Department of Molecular Biology & Biochemistry, University of California, Irvine, USA.

Published: November 2016

AI Article Synopsis

  • mTOR is a crucial protein that helps regulate cell growth, and many blood cancers show high or abnormal levels of mTOR activation, prompting research into targeted therapies.
  • Early results with mTOR inhibitors like rapamycin have shown some promise but have limited effectiveness in most cases.
  • Newer generation mTOR inhibitors (TOR-KIs) are being tested in clinical trials, and while they might work better biochemically, they may not necessarily improve treatment outcomes alone; combining them with other therapies shows potential for better results in preclinical studies.

Article Abstract

Mechanistic target of rapamycin (mTOR) is a serine/threonine kinase that functions as a key regulator of cell growth, division and survival. Many haematologic malignancies exhibit elevated or aberrant mTOR activation, supporting the launch of numerous clinical trials aimed at evaluating the potential of single agent mTOR-targeted therapies. While promising early clinical data using allosteric mTOR inhibitors (rapamycin and its derivatives, rapalogs) have suggested activity in a subset of haematologic malignancies, these agents have shown limited efficacy in most contexts.

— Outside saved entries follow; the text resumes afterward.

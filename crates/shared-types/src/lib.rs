//! # Shared Types Crate
//!
//! Value types shared by the faucet subsystems.
//!
//! ## Design Principles
//!
//! - **Single Source of Truth**: every type that crosses a subsystem boundary
//!   (addresses, token ids, recipient coordinates) is defined here.
//! - **No I/O**: this crate never talks to the network. Network access goes
//!   through the `NetworkSession` port in `shared-store`.
//! - **Explicit configuration**: record kinds, sentinels and channel ids are
//!   carried by [`FaucetConfig`] instead of scattered literals.

pub mod config;
pub mod entities;
pub mod errors;
pub mod graph;

pub use config::*;
pub use entities::*;
pub use errors::*;
pub use graph::{vocab, Graph, Term, Triple};
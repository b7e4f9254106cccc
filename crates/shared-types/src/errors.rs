//! # Error Types
//!
//! Parse errors for the value types in this crate.

use thiserror::Error;

/// Errors raised while decoding identifiers and addresses.
#[derive(Debug, Clone, PartialEq, Eq, Error)]
pub enum ParseError {
    /// Input is not valid hexadecimal.
    #[error("Invalid hex: {0}")]
    InvalidHex(String),

    /// Decoded bytes have the wrong length.
    #[error("Invalid length: expected {expected} bytes, got {actual}")]
    InvalidLength { expected: usize, actual: usize },

    /// Input is not a data address URI.
    #[error("Invalid data address URI: {0}")]
    InvalidUri(String),

    /// Type tag is missing or not an unsigned integer.
    #[error("Invalid type tag: {0}")]
    InvalidTypeTag(String),
}
//! Ports for the Token Minter.

pub mod inbound;
pub mod outbound;

pub use inbound::TokenMintingApi;
pub use outbound::TokenAddressSource;
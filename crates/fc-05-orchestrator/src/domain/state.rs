//! # Submission State Machine
//!
//! ```text
//! [IDLE] ──submit──→ [CLAIMED] ──all stages ok──→ [TRANSFERRED]
//!                     │    ↑
//!                     │    └──────── retry ────────┐
//!                     ├── stage error ──→ [FAILED] ─┤
//!                     └── cancel ──→ [CANCELLED] ───┘
//! ```
//!
//! `TRANSFERRED` is terminal: one claim per orchestrator.

use serde::{Deserialize, Serialize};

pub const CLAIMED_MESSAGE: &str = "One moment please...";
pub const TRANSFERRED_MESSAGE: &str = "Your reward tokens have been transferred to your wallet!";

#[derive(Clone, Copy, Debug, Default, PartialEq, Eq, Hash, Serialize, Deserialize)]
#[serde(rename_all = "snake_case")]
pub enum SubmissionState {
    /// Accepting a submission.
    #[default]
    Idle,
    /// Pipeline running; further submissions are refused.
    Claimed,
    /// Tokens minted, recipient notified, feedback published.
    Transferred,
    /// A stage failed; may be retried.
    Failed,
    /// The caller cancelled; may be retried.
    Cancelled,
}

impl SubmissionState {
    pub fn can_transition_to(self, next: SubmissionState) -> bool {
        use SubmissionState::*;
        matches!(
            (self, next),
            (Idle, Claimed)
                | (Claimed, Transferred)
                | (Claimed, Failed)
                | (Claimed, Cancelled)
                | (Failed, Claimed)
                | (Cancelled, Claimed)
        )
    }

    pub fn is_terminal(self) -> bool {
        self == SubmissionState::Transferred
    }
}

/// What the UI shows: state plus a human-readable message.
#[derive(Clone, Debug, Default, PartialEq, Eq, Serialize, Deserialize)]
pub struct SubmissionStatus {
    pub state: SubmissionState,
    pub message: String,
}

impl SubmissionStatus {
    pub fn new(state: SubmissionState, message: impl Into<String>) -> Self {
        Self {
            state,
            message: message.into(),
        }
    }
}
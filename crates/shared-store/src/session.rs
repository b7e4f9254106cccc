//! # Session Ports
//!
//! The capability-based primitives the faucet core is written against. A
//! session is acquired once through an [`Authorizer`] and then passed by
//! reference into every component call.

use crate::errors::{AuthorizationError, StoreResult};
use async_trait::async_trait;
use shared_types::{AppInfo, DataAddress, Graph, PermissionSet, XorName};
use std::sync::Arc;

/// Classification of a fetched resource.
#[derive(Clone, Copy, Debug, PartialEq, Eq)]
pub enum ResourceKind {
    Document,
    MutableData,
    ImmutableData,
}

/// Result of fetching a URI.
#[derive(Clone, Debug, PartialEq, Eq)]
pub enum FetchedResource {
    /// A linked-data document such as a profile.
    Document(Graph),
    /// A mutable record.
    MutableData(DataAddress),
    /// Immutable content.
    ImmutableData(Vec<u8>),
}

impl FetchedResource {
    pub fn kind(&self) -> ResourceKind {
        match self {
            Self::Document(_) => ResourceKind::Document,
            Self::MutableData(_) => ResourceKind::MutableData,
            Self::ImmutableData(_) => ResourceKind::ImmutableData,
        }
    }
}

/// Remote data store operations available to an authorized session.
///
/// All calls are network round-trips and may fail with connection,
/// permission or not-found errors.
#[async_trait]
pub trait NetworkSession: Send + Sync {
    /// Identifier of the application this session acts for.
    fn app_id(&self) -> &str;

    /// Create a mutable record with initial entries and permissions.
    ///
    /// Fails with `DataExists` if the address is taken; never overwrites.
    async fn create_mutable(
        &self,
        address: DataAddress,
        entries: Vec<(String, Vec<u8>)>,
        permissions: PermissionSet,
    ) -> StoreResult<()>;

    /// Read one entry of a mutable record.
    async fn get_entry(&self, address: &DataAddress, key: &str) -> StoreResult<Vec<u8>>;

    /// Append a new entry. Fails with `EntryExists` if `key` is present.
    async fn insert_entry(&self, address: &DataAddress, key: &str, value: Vec<u8>)
        -> StoreResult<()>;

    /// Entry keys of a mutable record, in insertion order.
    async fn list_keys(&self, address: &DataAddress) -> StoreResult<Vec<String>>;

    /// Store immutable content and return its content-derived name.
    async fn put_immutable(&self, content: Vec<u8>) -> StoreResult<XorName>;

    /// Read immutable content by name.
    async fn get_immutable(&self, name: &XorName) -> StoreResult<Vec<u8>>;

    /// Fetch and classify the resource at `uri`.
    async fn fetch(&self, uri: &str) -> StoreResult<FetchedResource>;
}

/// Authorization provider: exchanges an application descriptor for a session.
#[async_trait]
pub trait Authorizer: Send + Sync {
    async fn authorise(&self, app: &AppInfo)
        -> Result<Arc<dyn NetworkSession>, AuthorizationError>;
}

/// Reject descriptors no provider would accept.
pub fn validate_app_info(app: &AppInfo) -> Result<(), AuthorizationError> {
    if app.id.trim().is_empty() {
        return Err(AuthorizationError::InvalidApp("empty app id".to_string()));
    }
    if app.name.trim().is_empty() {
        return Err(AuthorizationError::InvalidApp("empty app name".to_string()));
    }
    if app.permissions.is_empty() {
        return Err(AuthorizationError::InvalidApp(
            "no capabilities requested".to_string(),
        ));
    }
    Ok(())
}
//! # Coin Records

use serde::{Deserialize, Serialize};

/// Contents of the `coin-data` entry of a token record.
#[derive(Clone, Debug, PartialEq, Eq, Serialize, Deserialize)]
pub struct CoinRecord {
    /// Wallet key of the holder.
    pub owner: String,
    /// Previous holder; the minting authority sentinel for fresh tokens.
    pub prev_owner: String,
}

impl CoinRecord {
    pub fn minted(owner: impl Into<String>, authority: impl Into<String>) -> Self {
        Self {
            owner: owner.into(),
            prev_owner: authority.into(),
        }
    }

    pub fn to_json(&self) -> serde_json::Result<Vec<u8>> {
        serde_json::to_vec(self)
    }

    pub fn from_json(bytes: &[u8]) -> serde_json::Result<Self> {
        serde_json::from_slice(bytes)
    }
}
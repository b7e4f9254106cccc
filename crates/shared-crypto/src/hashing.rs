//! # Hashing
//!
//! SHA3-256 for network name derivation, BLAKE3 for key derivation.

use sha3::{Digest, Sha3_256};

/// 256-bit hash output.
pub type Hash = [u8; 32];

/// SHA3-256 of `data`.
///
/// This is the network's naming hash: deterministic inbox addresses and
/// immutable blob names are derived with it.
pub fn sha3_256(data: &[u8]) -> Hash {
    let mut hasher = Sha3_256::new();
    hasher.update(data);
    hasher.finalize().into()
}

/// Derive a 32-byte key from a context string and input key material.
///
/// Each element of `key_material` is fed to the hasher in order.
pub fn derive_key(context: &str, key_material: &[&[u8]]) -> [u8; 32] {
    let mut hasher = blake3::Hasher::new_derive_key(context);
    for part in key_material {
        hasher.update(part);
    }
    *hasher.finalize().as_bytes()
}
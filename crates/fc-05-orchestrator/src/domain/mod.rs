//! # Domain Layer
//!
//! Submission state machine, submissions, receipts and checkpoints.

pub mod entities;
pub mod errors;
pub mod state;

pub use entities::*;
pub use errors::*;
pub use state::*;
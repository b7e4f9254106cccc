//! Error types for the Token Minter.

use shared_store::StoreError;
use shared_types::TokenId;
use thiserror::Error;

/// Minting failures.
///
/// Every variant carries the ids of the tokens created before the failure.
/// Those records stay on the network; the caller decides what to do with
/// them.
#[derive(Debug, Clone, PartialEq, Eq, Error)]
pub enum MintError {
    /// A record already exists at the generated address.
    #[error("Token address {token} already in use ({} minted before conflict)", .minted.len())]
    Conflict {
        token: TokenId,
        minted: Vec<TokenId>,
    },

    /// Store failure other than an address conflict.
    #[error("Network error while minting ({} minted): {source}", .minted.len())]
    Network {
        source: StoreError,
        minted: Vec<TokenId>,
    },

    /// The coin record could not be serialized.
    #[error("Coin encoding failed: {reason}")]
    Encoding {
        reason: String,
        minted: Vec<TokenId>,
    },
}

impl MintError {
    /// Tokens created before the failure, in creation order.
    pub fn minted(&self) -> &[TokenId] {
        match self {
            Self::Conflict { minted, .. }
            | Self::Network { minted, .. }
            | Self::Encoding { minted, .. } => minted,
        }
    }

    /// Consume the error, keeping only the partial batch.
    pub fn into_minted(self) -> Vec<TokenId> {
        match self {
            Self::Conflict { minted, .. }
            | Self::Network { minted, .. }
            | Self::Encoding { minted, .. } => minted,
        }
    }
}

/// Result type for minting.
pub type MintResult<T> = Result<T, MintError>;
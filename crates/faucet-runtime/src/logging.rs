//! Tracing setup.

use crate::config::RuntimeConfig;
use tracing::warn;
use tracing_subscriber::{layer::SubscriberExt, util::SubscriberInitExt, EnvFilter};

/// Install the global subscriber.
///
/// `RUST_LOG` takes precedence over the configured level. Configuration
/// warnings collected while loading are emitted once the subscriber is live.
pub fn init_tracing(config: &RuntimeConfig) -> anyhow::Result<()> {
    let env_filter = EnvFilter::try_from_default_env()
        .or_else(|_| EnvFilter::try_new(&config.log_level))?;

    if config.json_logs {
        let json_layer = tracing_subscriber::fmt::layer()
            .json()
            .with_target(true)
            .with_thread_ids(true)
            .with_writer(std::io::stderr);
        tracing_subscriber::registry()
            .with(env_filter)
            .with(json_layer)
            .try_init()?;
    } else {
        let fmt_layer = tracing_subscriber::fmt::layer()
            .with_target(true)
            .with_thread_ids(true)
            .with_writer(std::io::stderr);
        tracing_subscriber::registry()
            .with(env_filter)
            .with(fmt_layer)
            .try_init()?;
    }

    for warning in &config.warnings {
        warn!("{}", warning);
    }
    Ok(())
}
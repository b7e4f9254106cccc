//! Ports for the Identity Resolver.
//!
//! The only outbound dependency is the store session from `shared-store`,
//! passed into every call.

pub mod inbound;

pub use inbound::RecipientResolver;
//! Ports for the Transaction Orchestrator.

pub mod inbound;
pub mod outbound;

pub use inbound::FaucetApi;
pub use outbound::CheckpointStore;
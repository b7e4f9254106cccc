//! # Faucet Runtime Library
//!
//! Exposes the runtime modules for testing. The entry point is the
//! `main.rs` binary.
//!
//! - `config` - environment configuration
//! - `logging` - tracing subscriber setup
//! - `container` - authorisation bootstrap and orchestrator wiring
//! - `intake` - line-oriented submission requests and outcomes
//! - `sandbox` - local in-memory network provisioning

#![allow(clippy::type_complexity)]

pub mod config;
pub mod container;
pub mod intake;
pub mod logging;
pub mod sandbox;

pub use config::RuntimeConfig;
pub use container::FaucetContainer;
pub use intake::{SubmissionOutcome, SubmissionRequest};
pub use sandbox::{ProfileLink, ProvisionedChannel, ProvisionedWallet, Sandbox};
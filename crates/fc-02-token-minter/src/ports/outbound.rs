//! # Outbound Ports

use shared_types::XorName;

/// Supplies the network names new token records are created at.
pub trait TokenAddressSource: Send + Sync {
    fn next_name(&self) -> XorName;
}
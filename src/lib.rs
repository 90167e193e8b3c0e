#![doc = r#"
downlevel — drive a source-to-source JavaScript transform over files, directory
trees or standard input.

downlevel does not parse or rewrite code. It resolves what needs transforming,
decides where each result goes, assembles the engine configuration from flags,
calls a [`TransformEngine`] once per input, and writes the code plus an optional
source map (inline data URL or `.map` sidecar).

Inputs and outputs
------------------
- A file with extension `.js`, `.jsm`, `.es6` or `.jsx` is transformed; any
  other extension is skipped silently. The output file always ends in `.js`.
- A directory is walked recursively and mirrored into the output directory,
  which is created if needed. A directory input without an output directory
  is an error.
- Without an input, all of standard input is transformed in one call.
- Without an output, code goes to standard output.

Compile a tree
--------------
```rust,no_run
use std::path::PathBuf;
use downlevel::{compile, CommandRequest, FlagBag, PassthroughEngine, SourceMapMode};

fn main() -> downlevel::Result<()> {
    let flags = FlagBag {
        target: Some("chrome:58,node:8".to_string()),
        no: Some("modules".to_string()),
        sourcemap: SourceMapMode::File,
        ..FlagBag::default()
    };
    let request = CommandRequest::new(
        vec![PathBuf::from("src")],
        None,
        Some(PathBuf::from("dist")),
        flags,
    )?;

    let report = compile(&request, &PassthroughEngine, std::io::empty(), &mut std::io::stdout())?;
    println!("compiled={} skipped={}", report.compiled, report.skipped);
    Ok(())
}
```

Plugging in an engine
---------------------
Anything implementing [`TransformEngine`] can be used. [`CommandEngine`] runs an
external program that speaks a small JSON protocol on stdin/stdout.

```rust
use downlevel::{Configuration, SourceMap, TransformEngine, TransformError, TransformResult};

struct Uppercase;

impl TransformEngine for Uppercase {
    fn transform(
        &self,
        source: &str,
        options: &Configuration,
    ) -> Result<TransformResult, TransformError> {
        let name = options.source.as_deref().unwrap_or("input.js");
        Ok(TransformResult {
            code: source.to_uppercase(),
            map: SourceMap::identity(name, options.file.as_deref(), source),
        })
    }
}
```

Error handling
--------------
All public functions return [`downlevel::Result<T>`](Result). Match on
[`Error`] to tell usage mistakes, filesystem failures and engine failures
apart; [`Error::code`] gives a stable string code for each.

Useful modules
--------------
- [`api`] — high-level entry points.
- [`core`] — request validation, option assembly, path walking.
- [`engine`] — the engine trait and the bundled engines.
- [`io`] — stdin reading and result writers.
- [`error`] — crate-level `Error` and `Result`.
"#]

pub mod api;
pub mod core;
pub mod engine;
pub mod error;
pub mod io;
pub mod types;

// Types
pub use crate::core::params::FlagBag;
pub use crate::core::request::CommandRequest;
pub use error::{Error, Result};
pub use types::{Configuration, SourceMapMode, WorkItem};

// Engines
pub use engine::{
    CommandEngine, Location, PassthroughEngine, SourceMap, TransformEngine, TransformError,
    TransformResult,
};

// Building blocks
pub use crate::core::options::{assemble, parse_target};
pub use crate::core::walker::{PathWalker, WorkItems};
pub use io::write_result;

// High-level API re-exports
pub use api::{CompileReport, STDIN_LABEL, compile, compile_item, compile_path, compile_stdin};
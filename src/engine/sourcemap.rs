use std::fmt;

use serde::{Deserialize, Serialize};

use super::vlq::encode_segment;

const DATA_URL_PREFIX: &str = "data:application/json;charset=utf-8;base64,";

/// Source map v3 as produced by a transform engine.
#[derive(Debug, Clone, PartialEq, Eq, Serialize, Deserialize)]
#[serde(rename_all = "camelCase")]
pub struct SourceMap {
    pub version: u32,
    #[serde(default, skip_serializing_if = "Option::is_none")]
    pub file: Option<String>,
    #[serde(default)]
    pub sources: Vec<String>,
    #[serde(default, skip_serializing_if = "Vec::is_empty")]
    pub sources_content: Vec<Option<String>>,
    #[serde(default)]
    pub names: Vec<String>,
    #[serde(default)]
    pub mappings: String,
}

impl SourceMap {
    /// Map where every generated line `n` points at column 0 of source line `n`.
    pub fn identity(source_name: &str, file: Option<&str>, content: &str) -> Self {
        let lines = content.split('\n').count();
        let mut segments = Vec::with_capacity(lines);
        for line in 0..lines {
            let delta = if line == 0 { 0 } else { 1 };
            segments.push(encode_segment(&[0, 0, delta, 0]));
        }

        Self {
            version: 3,
            file: file.map(str::to_string),
            sources: vec![source_name.to_string()],
            sources_content: vec![Some(content.to_string())],
            names: Vec::new(),
            mappings: segments.join(";"),
        }
    }

    /// Base64 data URL suitable for an inline `sourceMappingURL` comment.
    pub fn to_url(&self) -> String {
        format!("{}{}", DATA_URL_PREFIX, base64::encode(self.to_string()))
    }
}

impl fmt::Display for SourceMap {
    fn fmt(&self, f: &mut fmt::Formatter<'_>) -> fmt::Result {
        let json = serde_json::to_string(self).map_err(|_| fmt::Error)?;
        f.write_str(&json)
    }
}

Whether the efficacy of these partial mTOR inhibitors might be enhanced by more complete target inhibition is being actively addressed with second generation ATP-competitive mTOR kinase inhibitors (TOR-KIs), which have only recently entered clinical trials. However, emerging preclinical data suggest that despite their biochemical advantage over rapalogs, TOR-KIs may retain a primarily cytostatic response. Rather, combinations of mTOR inhibition with other targeted therapies have demonstrated promising efficacy in several preclinical models. This review investigates the current status of rapalogs and TOR-KIs in B cell malignancies, with an emphasis on emerging preclinical evidence of synergistic combinations involving mTOR inhibition.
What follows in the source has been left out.